RECORDS TO PROCESS section start

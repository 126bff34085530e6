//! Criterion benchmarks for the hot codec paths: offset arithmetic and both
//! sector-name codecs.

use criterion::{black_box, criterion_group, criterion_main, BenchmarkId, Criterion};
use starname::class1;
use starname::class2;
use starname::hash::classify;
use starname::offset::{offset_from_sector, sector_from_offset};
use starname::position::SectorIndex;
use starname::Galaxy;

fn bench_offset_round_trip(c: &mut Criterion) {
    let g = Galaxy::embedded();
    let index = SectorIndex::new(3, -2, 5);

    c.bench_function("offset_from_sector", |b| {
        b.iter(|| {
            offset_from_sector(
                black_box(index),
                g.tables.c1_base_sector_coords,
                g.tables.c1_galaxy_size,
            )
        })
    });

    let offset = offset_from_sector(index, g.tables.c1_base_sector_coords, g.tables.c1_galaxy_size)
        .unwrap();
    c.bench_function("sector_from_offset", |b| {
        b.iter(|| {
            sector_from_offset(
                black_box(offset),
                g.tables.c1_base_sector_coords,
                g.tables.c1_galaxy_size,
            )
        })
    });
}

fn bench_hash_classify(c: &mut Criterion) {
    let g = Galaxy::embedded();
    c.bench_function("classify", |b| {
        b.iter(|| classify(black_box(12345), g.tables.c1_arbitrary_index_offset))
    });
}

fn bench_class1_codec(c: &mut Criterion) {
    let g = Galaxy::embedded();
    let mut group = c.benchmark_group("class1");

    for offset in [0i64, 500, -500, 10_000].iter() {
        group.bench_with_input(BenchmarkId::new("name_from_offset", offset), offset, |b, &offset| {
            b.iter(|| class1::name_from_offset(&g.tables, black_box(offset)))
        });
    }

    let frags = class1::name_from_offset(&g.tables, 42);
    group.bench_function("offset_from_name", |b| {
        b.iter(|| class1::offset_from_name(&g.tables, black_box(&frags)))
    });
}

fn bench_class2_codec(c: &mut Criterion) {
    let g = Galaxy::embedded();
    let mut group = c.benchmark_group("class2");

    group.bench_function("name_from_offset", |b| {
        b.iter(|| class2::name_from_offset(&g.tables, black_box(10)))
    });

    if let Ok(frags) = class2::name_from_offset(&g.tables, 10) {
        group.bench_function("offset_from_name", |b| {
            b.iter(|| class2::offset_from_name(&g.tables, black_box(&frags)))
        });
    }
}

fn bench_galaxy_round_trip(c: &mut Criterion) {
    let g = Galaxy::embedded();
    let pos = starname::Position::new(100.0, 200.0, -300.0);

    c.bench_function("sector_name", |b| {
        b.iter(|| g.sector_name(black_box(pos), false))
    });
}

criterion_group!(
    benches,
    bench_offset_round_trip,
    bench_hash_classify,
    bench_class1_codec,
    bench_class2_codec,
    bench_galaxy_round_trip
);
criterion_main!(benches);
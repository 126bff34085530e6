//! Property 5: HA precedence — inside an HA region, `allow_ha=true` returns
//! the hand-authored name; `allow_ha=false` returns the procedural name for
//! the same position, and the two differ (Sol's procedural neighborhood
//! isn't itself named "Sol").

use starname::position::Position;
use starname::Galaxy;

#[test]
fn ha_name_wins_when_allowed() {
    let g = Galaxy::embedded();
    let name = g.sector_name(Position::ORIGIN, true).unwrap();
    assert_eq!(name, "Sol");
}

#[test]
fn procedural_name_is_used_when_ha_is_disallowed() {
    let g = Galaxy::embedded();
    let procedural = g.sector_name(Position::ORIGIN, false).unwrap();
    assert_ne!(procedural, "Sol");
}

RECORDS TO PROCESS section end

EXERCISE REQUIREMENTS:
Please return the records above in their exact form.

EXPECTED ANSWER:
repository 126bff34085530e6
//! Criterion benchmarks for the hot codec paths: offset arithmetic and both
//! sector-name codecs.

use criterion::{black_box, criterion_group, criterion_main, BenchmarkId, Criterion};
use starname::class1;
use starname::class2;
use starname::hash::classify;
use starname::offset::{offset_from_sector, sector_from_offset};
use starname::position::SectorIndex;
use starname::Galaxy;

fn bench_offset_round_trip(c: &mut Criterion) {
    let g = Galaxy::embedded();
    let index = SectorIndex::new(3, -2, 5);

    c.bench_function("offset_from_sector", |b| {
        b.iter(|| {
            offset_from_sector(
                black_box(index),
                g.tables.c1_base_sector_coords,
                g.tables.c1_galaxy_size,
            )
        })
    });

    let offset = offset_from_sector(index, g.tables.c1_base_sector_coords, g.tables.c1_galaxy_size)
        .unwrap();
    c.bench_function("sector_from_offset", |b| {
        b.iter(|| {
            sector_from_offset(
                black_box(offset),
                g.tables.c1_base_sector_coords,
                g.tables.c1_galaxy_size,
            )
        })
    });
}

fn bench_hash_classify(c: &mut Criterion) {
    let g = Galaxy::embedded();
    c.bench_function("classify", |b| {
        b.iter(|| classify(black_box(12345), g.tables.c1_arbitrary_index_offset))
    });
}

fn bench_class1_codec(c: &mut Criterion) {
    let g = Galaxy::embedded();
    let mut group = c.benchmark_group("class1");

    for offset in [0i64, 500, -500, 10_000].iter() {
        group.bench_with_input(BenchmarkId::new("name_from_offset", offset), offset, |b, &offset| {
            b.iter(|| class1::name_from_offset(&g.tables, black_box(offset)))
        });
    }

    let frags = class1::name_from_offset(&g.tables, 42);
    group.bench_function("offset_from_name", |b| {
        b.iter(|| class1::offset_from_name(&g.tables, black_box(&frags)))
    });
}

fn bench_class2_codec(c: &mut Criterion) {
    let g = Galaxy::embedded();
    let mut group = c.benchmark_group("class2");

    group.bench_function("name_from_offset", |b| {
        b.iter(|| class2::name_from_offset(&g.tables, black_box(10)))
    });

    if let Ok(frags) = class2::name_from_offset(&g.tables, 10) {
        group.bench_function("offset_from_name", |b| {
            b.iter(|| class2::offset_from_name(&g.tables, black_box(&frags)))
        });
    }
}

fn bench_galaxy_round_trip(c: &mut Criterion) {
    let g = Galaxy::embedded();
    let pos = starname::Position::new(100.0, 200.0, -300.0);

    c.bench_function("sector_name", |b| {
        b.iter(|| g.sector_name(black_box(pos), false))
    });
}

criterion_group!(
    benches,
    bench_offset_round_trip,
    bench_hash_classify,
    bench_class1_codec,
    bench_class2_codec,
    bench_galaxy_round_trip
);
criterion_main!(benches);
repository 126bff34085530e6
//! Property 5: HA precedence — inside an HA region, `allow_ha=true` returns
//! the hand-authored name; `allow_ha=false` returns the procedural name for
//! the same position, and the two differ (Sol's procedural neighborhood
//! isn't itself named "Sol").

use starname::position::Position;
use starname::Galaxy;

#[test]
fn ha_name_wins_when_allowed() {
    let g = Galaxy::embedded();
    let name = g.sector_name(Position::ORIGIN, true).unwrap();
    assert_eq!(name, "Sol");
}

#[test]
fn procedural_name_is_used_when_ha_is_disallowed() {
    let g = Galaxy::embedded();
    let procedural = g.sector_name(Position::ORIGIN, false).unwrap();
    assert_ne!(procedural, "Sol");
}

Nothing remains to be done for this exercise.